Per una diretta in aula, le soluzioni audio più pratiche sono:

  • Microfono lavalier wireless (clip da bavero, trasmettitore in tasca): libertà di movimento totale.
  • Microfono su asta orientato verso il docente: più stabile, ideale per posizioni fisse.
  • Sistema audio della scuola (mixer → ingresso nello switcher): se l’aula è già attrezzata con un impianto audio, basta un cavo per portare il segnale in regia.

Verso uno studio TV scolastico

Alcune scuole stanno andando oltre la singola diretta e stanno allestendo veri e propri studi di produzione video interni: un’aula attrezzata con telecamere fisse, microfoni, fondale, luci e un sistema di regia, dove studenti e docenti producono contenuti in modo continuativo.

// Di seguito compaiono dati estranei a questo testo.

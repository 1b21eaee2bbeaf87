//! Path utilities: expand `~` in configured paths.

use std::path::PathBuf;

pub fn expand_tilde(path: &str) -> PathBuf {
    if path == "~"
        && let Some(home) = dirs::home_dir()
    {
        return home;
    }

    if path.starts_with("~/")
        && let Some(home) = dirs::home_dir()
    {
        return home.join(path.trim_start_matches("~/"));
    }
    PathBuf::from(path)
}
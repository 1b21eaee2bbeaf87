use crate::core::records::{
    audited_delete, audited_insert, audited_update, existing, optional_text, required_text,
};
use crate::db::store::{AuditLog, Repository};
use crate::errors::{AppError, AppResult};
use crate::models::client::{Client, ClientInput};
use crate::models::user::UserId;

pub struct ClientLogic;

fn validated(input: &ClientInput) -> AppResult<ClientInput> {
    let name = required_text("name", &input.name)?;
    let email = required_text("email", &input.email)?;
    if !email.contains('@') {
        return Err(AppError::validation("email", "must be an e-mail address"));
    }

    Ok(ClientInput {
        name,
        email,
        phone: optional_text(&input.phone),
        document: optional_text(&input.document),
        address: optional_text(&input.address),
    })
}

impl ClientLogic {
    pub fn create<S>(store: &S, user: &UserId, input: &ClientInput) -> AppResult<Client>
    where
        S: Repository<Client> + AuditLog + ?Sized,
    {
        let clean = validated(input)?;
        let summary = format!("'{}' <{}>", clean.name, clean.email);
        audited_insert::<Client, S>(store, user, &clean, &summary)
    }

    /// Newest first.
    pub fn list<S>(store: &S, user: &UserId) -> AppResult<Vec<Client>>
    where
        S: Repository<Client> + ?Sized,
    {
        store.list(user)
    }

    pub fn get<S>(store: &S, user: &UserId, id: i64) -> AppResult<Client>
    where
        S: Repository<Client> + ?Sized,
    {
        existing::<Client, S>(store, user, id)
    }

    pub fn update<S>(store: &S, user: &UserId, id: i64, input: &ClientInput) -> AppResult<Client>
    where
        S: Repository<Client> + AuditLog + ?Sized,
    {
        let clean = validated(input)?;
        let summary = format!("'{}' updated", clean.name);
        audited_update::<Client, S>(store, user, id, &clean, &summary)
    }

    /// Budgets, projects and reservations of the client keep existing
    /// without a client.
    pub fn delete<S>(store: &S, user: &UserId, id: i64) -> AppResult<()>
    where
        S: Repository<Client> + AuditLog + ?Sized,
    {
        audited_delete::<Client, S>(store, user, id)
    }
}
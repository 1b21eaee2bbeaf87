use crate::utils::date::parse_date;
use crate::utils::time::{parse_clock, short_clock};
use ansi_term::Colour;
use chrono::{NaiveDate, NaiveTime};
use serde::Serialize;

text_enum! {
    /// Lifecycle of a reservation.
    ReservationStatus, "reservation" {
        Scheduled => "scheduled",
        Confirmed => "confirmed",
        Completed => "completed",
        Cancelled => "cancelled",
    }
}

/// Display label and colour of a status badge.
#[derive(Debug)]
pub struct StatusBadge {
    pub label: &'static str,
    pub colour: Colour,
}

// Indexed by `ReservationStatus as usize`.
static BADGES: [StatusBadge; 4] = [
    StatusBadge {
        label: "Scheduled",
        colour: Colour::RGB(0x86, 0xBC, 0xBE),
    },
    StatusBadge {
        label: "Confirmed",
        colour: Colour::RGB(0x31, 0x47, 0x55),
    },
    StatusBadge {
        label: "Completed",
        colour: Colour::RGB(0x98, 0xA3, 0xAA),
    },
    StatusBadge {
        label: "Cancelled",
        colour: Colour::RGB(0xD9, 0x7D, 0x54),
    },
];

impl ReservationStatus {
    pub fn badge(self) -> &'static StatusBadge {
        &BADGES[self as usize]
    }

    /// Scheduled and confirmed reservations still need attention.
    pub fn is_active(self) -> bool {
        matches!(self, ReservationStatus::Scheduled | ReservationStatus::Confirmed)
    }
}

#[derive(Debug, Clone, PartialEq, Serialize)]
pub struct Reservation {
    pub id: i64,
    pub user_id: String,
    pub client_id: Option<i64>,
    pub client_name: Option<String>, // ⇔ clients.name (LEFT JOIN)
    pub title: String,
    pub description: Option<String>,
    pub date: String,       // ⇔ reservations.date (TEXT "YYYY-MM-DD"), kept raw
    pub start_time: String, // ⇔ reservations.start_time (TEXT "HH:MM[:SS]")
    pub end_time: Option<String>,
    pub status: ReservationStatus,
    pub location: Option<String>,
    pub created_at: String,
    pub updated_at: String,
}

impl Reservation {
    /// Calendar day of the reservation, `None` when the stored text is not a date.
    pub fn day(&self) -> Option<NaiveDate> {
        parse_date(self.date.trim())
    }

    pub fn start(&self) -> Option<NaiveTime> {
        parse_clock(&self.start_time)
    }

    pub fn is_on(&self, date: NaiveDate) -> bool {
        self.day() == Some(date)
    }

    /// "HH:MM" or "HH:MM - HH:MM".
    pub fn time_range(&self) -> String {
        match &self.end_time {
            Some(end) => format!("{} - {}", short_clock(&self.start_time), short_clock(end)),
            None => short_clock(&self.start_time).to_string(),
        }
    }
}

/// Validated data for creating or replacing a reservation.
#[derive(Debug, Clone, PartialEq)]
pub struct ReservationInput {
    pub title: String,
    pub description: Option<String>,
    pub date: NaiveDate,
    pub start_time: NaiveTime,
    pub end_time: Option<NaiveTime>,
    pub status: ReservationStatus,
    pub location: Option<String>,
    pub client_id: Option<i64>,
}

impl ReservationInput {
    pub fn new(title: &str, date: NaiveDate, start_time: NaiveTime) -> Self {
        Self {
            title: title.to_string(),
            description: None,
            date,
            start_time,
            end_time: None,
            status: ReservationStatus::Scheduled,
            location: None,
            client_id: None,
        }
    }
}

/// Row filters for reservation queries. Empty filter = every row of the user.
#[derive(Debug, Clone, Default, PartialEq)]
pub struct ReservationFilter {
    pub date: Option<NaiveDate>,
    pub from: Option<NaiveDate>,
    pub to: Option<NaiveDate>,
    pub client_id: Option<i64>,
    pub status: Option<ReservationStatus>,
    pub exclude_cancelled: bool,
    pub limit: Option<u32>,
}

/// Number of reservations per status.
#[derive(Debug, Clone, Copy, Default, PartialEq, Eq, Serialize)]
pub struct StatusCounts {
    pub scheduled: u32,
    pub confirmed: u32,
    pub completed: u32,
    pub cancelled: u32,
}

impl StatusCounts {
    pub fn bump(&mut self, status: ReservationStatus) {
        match status {
            ReservationStatus::Scheduled => self.scheduled += 1,
            ReservationStatus::Confirmed => self.confirmed += 1,
            ReservationStatus::Completed => self.completed += 1,
            ReservationStatus::Cancelled => self.cancelled += 1,
        }
    }

    pub fn get(&self, status: ReservationStatus) -> u32 {
        match status {
            ReservationStatus::Scheduled => self.scheduled,
            ReservationStatus::Confirmed => self.confirmed,
            ReservationStatus::Completed => self.completed,
            ReservationStatus::Cancelled => self.cancelled,
        }
    }
}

Questi spazi servono sia per la didattica (i ragazzi imparano a produrre video, gestire una regia, fare montaggio) sia come strumento di comunicazione della scuola verso l’esterno (open day, eventi, magazine scolastico online).

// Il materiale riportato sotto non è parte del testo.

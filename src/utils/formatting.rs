//! Formatting utilities used for CLI outputs.

use regex::Regex;
use std::sync::LazyLock;
use unicode_width::UnicodeWidthStr;

static ANSI_RE: LazyLock<Regex> = LazyLock::new(|| {
    Regex::new(r"\x1B\[[0-9;]*[mK]").expect("static ANSI pattern compiles")
});

pub fn strip_ansi(s: &str) -> String {
    ANSI_RE.replace_all(s, "").into_owned()
}

/// Terminal width of a string, ignoring ANSI escapes.
pub fn visible_width(s: &str) -> usize {
    UnicodeWidthStr::width(strip_ansi(s).as_str())
}

pub fn pad_right(s: &str, width: usize) -> String {
    let pad = width.saturating_sub(visible_width(s));
    format!("{}{}", s, " ".repeat(pad))
}

pub fn pad_left(s: &str, width: usize) -> String {
    let pad = width.saturating_sub(visible_width(s));
    format!("{}{}", " ".repeat(pad), s)
}

/// "R$ 1234.50", "-R$ 12.00"
pub fn money(amount: f64, currency: &str) -> String {
    let sign = if amount < 0.0 { "-" } else { "" };
    format!("{}{} {:.2}", sign, currency, amount.abs())
}

/// Percentage with a fixed number of decimals; `want_sign` adds "+" to
/// positive values.
pub fn percent(value: f64, decimals: usize, want_sign: bool) -> String {
    let sign = if want_sign && value >= 0.0 { "+" } else { "" };
    format!("{}{:.*}%", sign, decimals, value)
}

/// Wrap free text (descriptions, addresses) for display under a row.
pub fn wrap(text: &str, width: usize) -> Vec<String> {
    textwrap::wrap(text, width.max(10))
        .into_iter()
        .map(|line| line.into_owned())
        .collect()
}
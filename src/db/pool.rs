//! SQLite connection pool wrapper (lightweight for CLI usage).

use crate::db::migrate::run_pending_migrations;
use crate::errors::AppResult;
use rusqlite::{Connection, Result};
use std::path::Path;

pub struct DbPool {
    pub conn: Connection,
}

impl DbPool {
    pub fn new(path: &str) -> Result<Self> {
        let conn = Connection::open(Path::new(path))?;
        conn.pragma_update(None, "foreign_keys", "ON")?;
        Ok(Self { conn })
    }

    /// Open the database and bring its schema up to date.
    pub fn open(path: &str) -> AppResult<Self> {
        let pool = Self::new(path)?;
        run_pending_migrations(&pool.conn)?;
        Ok(pool)
    }
}
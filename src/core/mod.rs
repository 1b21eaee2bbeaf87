pub mod budgets;
pub mod calendar;
pub mod cards;
pub mod clients;
pub mod dashboard;
pub mod installments;
pub mod investments;
pub mod log;
pub mod projects;
pub mod records;
pub mod reservations;
pub mod transactions;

Il percorso per arrivarci non è necessariamente costoso se pianificato per gradi: si parte con attrezzatura base, si cresce man mano che arrivano competenze e risorse (a volte anche attraverso finanziamenti ministeriali o fondi PNRR dedicati alla didattica digitale).

La diretta non è riservata alle emittenti televisive. Con gli strumenti giusti e un minimo di pratica, un docente può portare la propria lezione a studenti ovunque si trovino, con una qualità che fino a pochi anni fa era impensabile al di fuori di un contesto professionale.